Apesar de revelar uma memória curta afirmar que esta série é a única adaptação de qualidade de um jogo, de recordar exemplos como Cyberpunk 2099: Edgerunners ou Castlevania, esta tem sido, sem dúvida, a que tem recebido mais elogios por parte da crítica.

“Praticamente todos os momentos que me partiram o coração, aterrorizaram ou inspiraram do jogo também acontecem aqui, mas também me deu muita coisa que ainda não tinha visto”, confessa Rebecca Nicholson do Guardian. “A série não pode recriar a experiência interativa e devastadora do jogo; em vez disso, explora o que pode acrescentar”.

Poderemos enfrentar uma pandemia destas na vida real? Ao contrário do jogo, onde a doença que transforma as pessoas em zombies é espalhada através de esporos, na série de televisão o que provoca esta transformação é um fungo, o Cordyceps, que existe na vida real. 

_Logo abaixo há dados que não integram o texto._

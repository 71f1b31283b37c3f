//! Ride selection screen

use ratatui::prelude::*;
use ratatui::widgets::{Block, Borders, List, ListItem, Paragraph};

use crate::core::catalog::{PAYMENT_METHOD, RIDE_OPTIONS, TRIP_DISTANCE};
use crate::tui::app::App;
use crate::tui::theme::Theme;

/// Render this screen
pub fn render(frame: &mut Frame, area: Rect, app: &App) {
    let chunks = Layout::default()
        .direction(Direction::Vertical)
        .constraints([
            Constraint::Length(4), // Trip details
            Constraint::Min(0),    // Ride options
            Constraint::Length(3), // Payment method
        ])
        .split(area);

    render_trip_details(frame, chunks[0], app);
    render_ride_options(frame, chunks[1], app);

    let payment = Paragraph::new(Line::from(vec![
        Span::raw(" "),
        Span::styled(PAYMENT_METHOD, Theme::strong()),
        Span::styled("   (Change)", Theme::muted()),
    ]))
    .block(Block::default().title(" Payment Method ").borders(Borders::ALL));
    frame.render_widget(payment, chunks[2]);
}

fn render_trip_details(frame: &mut Frame, area: Rect, app: &App) {
    let state = app.flow.state();
    let text = vec![
        Line::from(vec![
            Span::styled(" ● Pickup       ", Style::default().fg(Color::Green)),
            Span::styled(state.pickup.clone(), Theme::strong()),
        ]),
        Line::from(vec![
            Span::styled(" ● Destination  ", Theme::danger()),
            Span::styled(state.destination.clone(), Theme::strong()),
            Span::styled(format!("   Distance {}", TRIP_DISTANCE), Theme::muted()),
        ]),
    ];

    let details = Paragraph::new(text).block(Block::default().borders(Borders::ALL));
    frame.render_widget(details, area);
}

fn render_ride_options(frame: &mut Frame, area: Rect, app: &App) {
    let items: Vec<ListItem> = RIDE_OPTIONS
        .iter()
        .enumerate()
        .map(|(i, ride)| {
            let line = Line::from(vec![
                Span::raw(format!(" [{}] ", i + 1)),
                Span::styled(format!("{:<10}", ride.name), Theme::strong()),
                Span::raw(format!(" {:<24}", ride.description)),
                Span::styled(format!("{} away", ride.eta), Style::default().fg(Theme::SECONDARY)),
                Span::styled(format!("  {:<8}", ride.capacity), Theme::muted()),
                Span::styled(format!("{:>6}", ride.fare()), Theme::strong()),
            ]);

            let item = ListItem::new(line);
            if i == app.ride_selection.selected {
                item.style(Theme::selected())
            } else {
                item
            }
        })
        .collect();

    let list = List::new(items).block(
        Block::default()
            .title(" Available Rides ")
            .borders(Borders::ALL)
            .border_style(Theme::normal()),
    );

    frame.render_widget(list, area);
}

#[cfg(test)]
mod tests {
    use crate::tui::app::App;
    use crate::tui::ui::tests::render_to_string;

    #[test]
    fn test_lists_every_ride() {
        let mut app = App::default();
        app.flow.set_pickup("MG Road");
        app.flow.set_destination("Airport");
        app.flow.submit();

        let screen = render_to_string(&app);
        for name in ["Ola Mini", "Ola Prime", "Ola Auto", "Ola Bike"] {
            assert!(screen.contains(name), "missing {}", name);
        }
        assert!(screen.contains("5.2 km"));
        assert!(screen.contains("Cash"));
        assert!(screen.contains("Choose Your Ride"));
    }
}
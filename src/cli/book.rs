//! Headless booking CLI command handler
//!
//! Drives the same booking flow as the TUI and waits on the delayed
//! driver assignment before printing the tracking details.

use std::time::Duration;

use tokio::sync::mpsc;

use crate::cli::commands::BookArgs;
use crate::core::booking::BookingFlow;
use crate::core::catalog::ride_ids;
use crate::core::config::Config;
use crate::core::dispatch::Dispatcher;
use crate::error::{RideError, Result};

/// Handle the book command
pub async fn handle_book(args: BookArgs, config: &Config) -> Result<()> {
    let mut flow = BookingFlow::new();
    flow.set_pickup(args.pickup);
    flow.set_destination(args.destination);

    if !flow.submit() {
        return Err(RideError::InvalidInput(
            "Both a pickup location and a destination are required.\n\n  → Example: ridehail book --pickup \"MG Road\" --destination Airport".to_string(),
        ));
    }

    let ticket = flow
        .select_ride(&args.ride)
        .ok_or_else(|| RideError::UnknownRide {
            ride: args.ride.clone(),
            available: ride_ids().join(", "),
        })?;

    if let Some(ride) = &flow.state().selected_ride {
        println!("✓ Booking confirmed: {} {}", ride.name, ride.fare());
        println!("  {} · {} away", ride.description, ride.eta);
    }

    let delay = args
        .delay_ms
        .map(Duration::from_millis)
        .unwrap_or_else(|| config.driver_assignment_delay());
    println!("  Finding a driver for you ({} ms)...", delay.as_millis());

    let (tx, mut rx) = mpsc::channel(1);
    let mut dispatcher = Dispatcher::new(tx, delay);
    dispatcher.schedule(ticket);

    let ticket = tokio::select! {
        ticket = rx.recv() => ticket.ok_or(RideError::DispatchInterrupted)?,
        _ = tokio::signal::ctrl_c() => {
            dispatcher.cancel();
            flow.cancel();
            return Err(RideError::DispatchInterrupted);
        }
    };

    if !flow.complete_dispatch(ticket) {
        return Err(RideError::DispatchInterrupted);
    }
    let tracking = flow.tracking().ok_or(RideError::DispatchInterrupted)?;
    let driver = tracking.driver;

    println!();
    println!("✓ Driver assigned: {} (★ {:.1})", driver.name, driver.rating);
    println!("  {} • {}", driver.car_model, driver.car_number);
    println!("  Phone: {}", driver.phone);
    println!("  Arriving in {} minutes", driver.eta_minutes);
    println!();
    println!("  Pickup:      {}", tracking.pickup);
    println!("  Destination: {}", tracking.destination);
    println!("  Fare:        {} ({})", tracking.ride.fare(), tracking.ride.name);

    Ok(())
}
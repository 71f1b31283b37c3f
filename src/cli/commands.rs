//! CLI command definitions using clap
//!
//! Defines the command structure for the `ridehail` CLI tool.

use std::path::PathBuf;

use clap::{Parser, Subcommand};

/// ridehail - book a ride from your terminal
///
/// Run without arguments to launch the TUI mode.
#[derive(Parser, Debug)]
#[command(name = "ridehail", version, about, long_about = None)]
pub struct Cli {
    /// Use this config file instead of the default location
    #[arg(long, global = true, env = "RIDEHAIL_CONFIG")]
    pub config: Option<PathBuf>,

    /// Subcommand to execute
    #[command(subcommand)]
    pub command: Option<Commands>,
}

/// Available commands
#[derive(Subcommand, Debug)]
pub enum Commands {
    /// List available ride options
    Rides(RidesArgs),

    /// Book a ride without the TUI and wait for the driver
    Book(BookArgs),

    /// Inspect configuration
    Config(ConfigArgs),
}

/// Ride catalog listing
#[derive(Parser, Debug)]
pub struct RidesArgs {
    /// Print the catalog as JSON
    #[arg(long)]
    pub json: bool,
}

/// Headless booking
#[derive(Parser, Debug)]
pub struct BookArgs {
    /// Pickup location
    #[arg(long, short)]
    pub pickup: String,

    /// Destination
    #[arg(long, short)]
    pub destination: String,

    /// Ride option id (see `ridehail rides`)
    #[arg(long, short, default_value = "mini")]
    pub ride: String,

    /// Override the driver assignment delay, in milliseconds
    #[arg(long)]
    pub delay_ms: Option<u64>,
}

// ─────────────────────────────────────────────────────────────────────────────
// Config Commands
// ─────────────────────────────────────────────────────────────────────────────

/// Configuration commands
#[derive(Parser, Debug)]
pub struct ConfigArgs {
    #[command(subcommand)]
    pub command: ConfigCommand,
}

#[derive(Subcommand, Debug)]
pub enum ConfigCommand {
    /// Print the effective configuration
    Show,
    /// Print the config file location
    Path,
}

#[cfg(test)]
mod tests {
    use super::*;
    use clap::CommandFactory;

    #[test]
    fn test_cli_definition() {
        Cli::command().debug_assert();
    }

    #[test]
    fn test_parse_book() {
        let cli = Cli::parse_from([
            "ridehail",
            "book",
            "--pickup",
            "MG Road",
            "--destination",
            "Airport",
            "--ride",
            "auto",
            "--delay-ms",
            "10",
        ]);
        match cli.command {
            Some(Commands::Book(args)) => {
                assert_eq!(args.pickup, "MG Road");
                assert_eq!(args.destination, "Airport");
                assert_eq!(args.ride, "auto");
                assert_eq!(args.delay_ms, Some(10));
            }
            other => panic!("unexpected command: {:?}", other),
        }
    }

    #[test]
    fn test_no_subcommand_launches_tui() {
        let cli = Cli::parse_from(["ridehail"]);
        assert!(cli.command.is_none());
    }
}
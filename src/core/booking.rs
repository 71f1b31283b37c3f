//! Booking flow state machine
//!
//! `BookingFlow` owns all session data and moves between the four views
//! in response to user actions and one delayed dispatch event:
//!
//! ```text
//! Home --submit--> Booking --select_ride--> Confirmed --complete_dispatch--> Tracking
//!  ^                  |                         |                                |
//!  +------back--------+                         +--cancel--> Home <--book_another/cancel
//! ```
//!
//! Guard failures never error. The operation returns `false` (or `None`)
//! and the state is left untouched.

use chrono::{DateTime, Local};
use tracing::{debug, info, warn};

use crate::core::catalog::{find_ride, Driver, RideOption, ASSIGNED_DRIVER};

/// Active screen of the booking flow
#[derive(Debug, Clone, Copy, PartialEq, Eq, Default)]
pub enum View {
    /// Pickup and destination entry
    #[default]
    Home,
    /// Ride option selection
    Booking,
    /// Ride booked, waiting for a driver
    Confirmed,
    /// Driver assigned and on the way
    Tracking,
}

impl View {
    /// Screen title
    pub fn title(&self) -> &'static str {
        match self {
            View::Home => "Book Your Ride",
            View::Booking => "Choose Your Ride",
            View::Confirmed => "Booking Confirmed",
            View::Tracking => "Your Ride",
        }
    }
}

/// Text field on the Home view
#[derive(Debug, Clone, Copy, PartialEq, Eq, Default)]
pub enum InputField {
    #[default]
    Pickup,
    Destination,
}

impl InputField {
    /// The other field
    pub fn toggle(self) -> Self {
        match self {
            InputField::Pickup => InputField::Destination,
            InputField::Destination => InputField::Pickup,
        }
    }
}

/// Identity of one booking session
#[derive(Debug, Clone, Copy, PartialEq, Eq, PartialOrd, Ord, Hash, Default)]
pub struct SessionId(pub u64);

impl SessionId {
    fn next(self) -> Self {
        SessionId(self.0.wrapping_add(1))
    }
}

/// Payload of the delayed Confirmed -> Tracking transition
#[derive(Debug, Clone, Copy, PartialEq)]
pub struct DispatchTicket {
    /// Session that issued the ticket
    pub session: SessionId,
    /// Driver revealed when the ticket is completed
    pub driver: Driver,
}

/// All data of the current session
#[derive(Debug, Clone, PartialEq)]
pub struct BookingState {
    pub view: View,
    pub pickup: String,
    pub destination: String,
    /// Set only in Confirmed and Tracking
    pub selected_ride: Option<RideOption>,
    /// Set only in Tracking
    pub driver: Option<Driver>,
    /// When the session started
    pub booked_at: DateTime<Local>,
}

impl BookingState {
    fn fresh() -> Self {
        Self {
            view: View::Home,
            pickup: String::new(),
            destination: String::new(),
            selected_ride: None,
            driver: None,
            booked_at: Local::now(),
        }
    }
}

/// Borrowed view of a fully populated tracking state
#[derive(Debug, Clone, Copy)]
pub struct TrackingSnapshot<'a> {
    pub ride: &'a RideOption,
    pub driver: &'a Driver,
    pub pickup: &'a str,
    pub destination: &'a str,
}

/// Booking flow controller
#[derive(Debug)]
pub struct BookingFlow {
    state: BookingState,
    session: SessionId,
}

impl BookingFlow {
    /// Start a new session on the Home view
    pub fn new() -> Self {
        info!("booking session started");
        Self {
            state: BookingState::fresh(),
            session: SessionId::default(),
        }
    }

    pub fn state(&self) -> &BookingState {
        &self.state
    }

    pub fn view(&self) -> View {
        self.state.view
    }

    pub fn session(&self) -> SessionId {
        self.session
    }

    /// Whether the Home form may be submitted
    pub fn can_submit(&self) -> bool {
        !self.state.pickup.is_empty() && !self.state.destination.is_empty()
    }

    /// Replace the pickup text (Home only)
    pub fn set_pickup(&mut self, text: impl Into<String>) -> bool {
        self.edit(InputField::Pickup, |value| *value = text.into())
    }

    /// Replace the destination text (Home only)
    pub fn set_destination(&mut self, text: impl Into<String>) -> bool {
        self.edit(InputField::Destination, |value| *value = text.into())
    }

    /// Append a character to a field (Home only)
    pub fn push_char(&mut self, field: InputField, c: char) -> bool {
        self.edit(field, |value| value.push(c))
    }

    /// Remove the last character of a field (Home only)
    pub fn pop_char(&mut self, field: InputField) -> bool {
        self.edit(field, |value| {
            value.pop();
        })
    }

    fn edit(&mut self, field: InputField, apply: impl FnOnce(&mut String)) -> bool {
        if self.state.view != View::Home {
            return false;
        }
        match field {
            InputField::Pickup => apply(&mut self.state.pickup),
            InputField::Destination => apply(&mut self.state.destination),
        }
        true
    }

    /// Home -> Booking
    pub fn submit(&mut self) -> bool {
        if self.state.view != View::Home || !self.can_submit() {
            return false;
        }
        debug!(
            pickup = %self.state.pickup,
            destination = %self.state.destination,
            "home -> booking"
        );
        self.state.view = View::Booking;
        true
    }

    /// Booking -> Home, keeping the entered route
    pub fn back(&mut self) -> bool {
        if self.state.view != View::Booking {
            return false;
        }
        debug!("booking -> home");
        self.state.view = View::Home;
        true
    }

    /// Booking -> Confirmed
    ///
    /// Returns the ticket that must be fed back through
    /// [`complete_dispatch`](Self::complete_dispatch) once the assignment
    /// delay has elapsed.
    pub fn select_ride(&mut self, ride_id: &str) -> Option<DispatchTicket> {
        if self.state.view != View::Booking {
            return None;
        }
        let ride = find_ride(ride_id)?;

        debug!(ride = ride.id, session = self.session.0, "booking -> confirmed");
        self.state.selected_ride = Some(*ride);
        self.state.view = View::Confirmed;

        Some(DispatchTicket {
            session: self.session,
            driver: ASSIGNED_DRIVER,
        })
    }

    /// Confirmed -> Tracking
    ///
    /// Tickets from an earlier session, or arriving outside Confirmed, are
    /// dropped.
    pub fn complete_dispatch(&mut self, ticket: DispatchTicket) -> bool {
        if ticket.session != self.session || self.state.view != View::Confirmed {
            warn!(
                ticket_session = ticket.session.0,
                current_session = self.session.0,
                view = ?self.state.view,
                "dropping stale driver assignment"
            );
            return false;
        }
        debug!(driver = ticket.driver.name, "confirmed -> tracking");
        self.state.driver = Some(ticket.driver);
        self.state.view = View::Tracking;
        true
    }

    /// Tracking -> Home, clearing the whole session
    pub fn book_another(&mut self) -> bool {
        if self.state.view != View::Tracking {
            return false;
        }
        self.reset();
        true
    }

    /// Confirmed or Tracking -> Home, clearing the whole session
    pub fn cancel(&mut self) -> bool {
        if !matches!(self.state.view, View::Confirmed | View::Tracking) {
            return false;
        }
        self.reset();
        true
    }

    fn reset(&mut self) {
        self.session = self.session.next();
        self.state = BookingState::fresh();
        info!(session = self.session.0, "booking session reset");
    }

    /// Ride and driver for the Tracking view
    ///
    /// `None` outside Tracking, or if either record is missing. Callers
    /// render nothing in that case.
    pub fn tracking(&self) -> Option<TrackingSnapshot<'_>> {
        if self.state.view != View::Tracking {
            return None;
        }
        match (&self.state.selected_ride, &self.state.driver) {
            (Some(ride), Some(driver)) => Some(TrackingSnapshot {
                ride,
                driver,
                pickup: &self.state.pickup,
                destination: &self.state.destination,
            }),
            _ => None,
        }
    }

    /// Force a state, bypassing the transition table
    #[cfg(test)]
    pub(crate) fn with_state(state: BookingState) -> Self {
        Self {
            state,
            session: SessionId::default(),
        }
    }
}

Este é reconhecido por infetar insetos e transformá-los em autênticos “mortos vivos”, assumindo o controlo do sistema nervoso e a capacidade para controlar os seus movimentos, até depois destes estarem mortos.

“O grupo de fungos que causou isso, cordyceps, pode-se espalhar em plantas e grãos”, explicou o professor David Hughes, biologista que trabalhou diretamente com os criadores de Last of Us, à Esquire. “Quando os humanos comem centeio infetado, eles têm episódios psicóticos”, recordando o caso dos julgamentos das bruxas de Salem ou um episódio em França, no ano de 1951, quando alguém vendeu pão infetado e uma cidade inteira ficou histérica, com uma menina de 14 anos a tentar matar a mãe com uma faca. 

O cientista afirmou que é normal as pessoas ingerirem mil milhões de esporos enquanto estão a respirar e que isso não tem problema, o nosso sistema imunológico trata de eliminar esta ameaça. No entanto, é possível que um fungo letal cresça no nosso corpo e se revele fatal, acrescentando que fungos matam mais pessoas que a malária.

Em relação ao que as pessoas podem fazer para prevenir esta nova pandemia, Hughes partilhou uma máxima muito prática e direta: “Todos os filmes de desastres começam porque alguém ignorou um cientista”.

“Devemos ouvir os especialistas técnicos. Podemos impedir estes acontecimentos, mas escolhemos quebrar as regras. Esse é o problema das sociedades humanas, agimos de forma egoísta, e não coletivamente”, acusou, oferecendo o exemplo de como as formigas agem quando estão infetadas com este fungo.

“As formigas são boas a controlar o cordyceps porque elas têm um sistema imunológico coletivo dentro da colónia, elas podem até isolar os seus irmãos coletivos que estão infetados, e estes estão completamente bem com essa decisão porque os seus genes existem naqueles que vão sobreviver e está feliz por ser isolado. Mas as pessoas não estão felizes em serem isoladas”, conclui.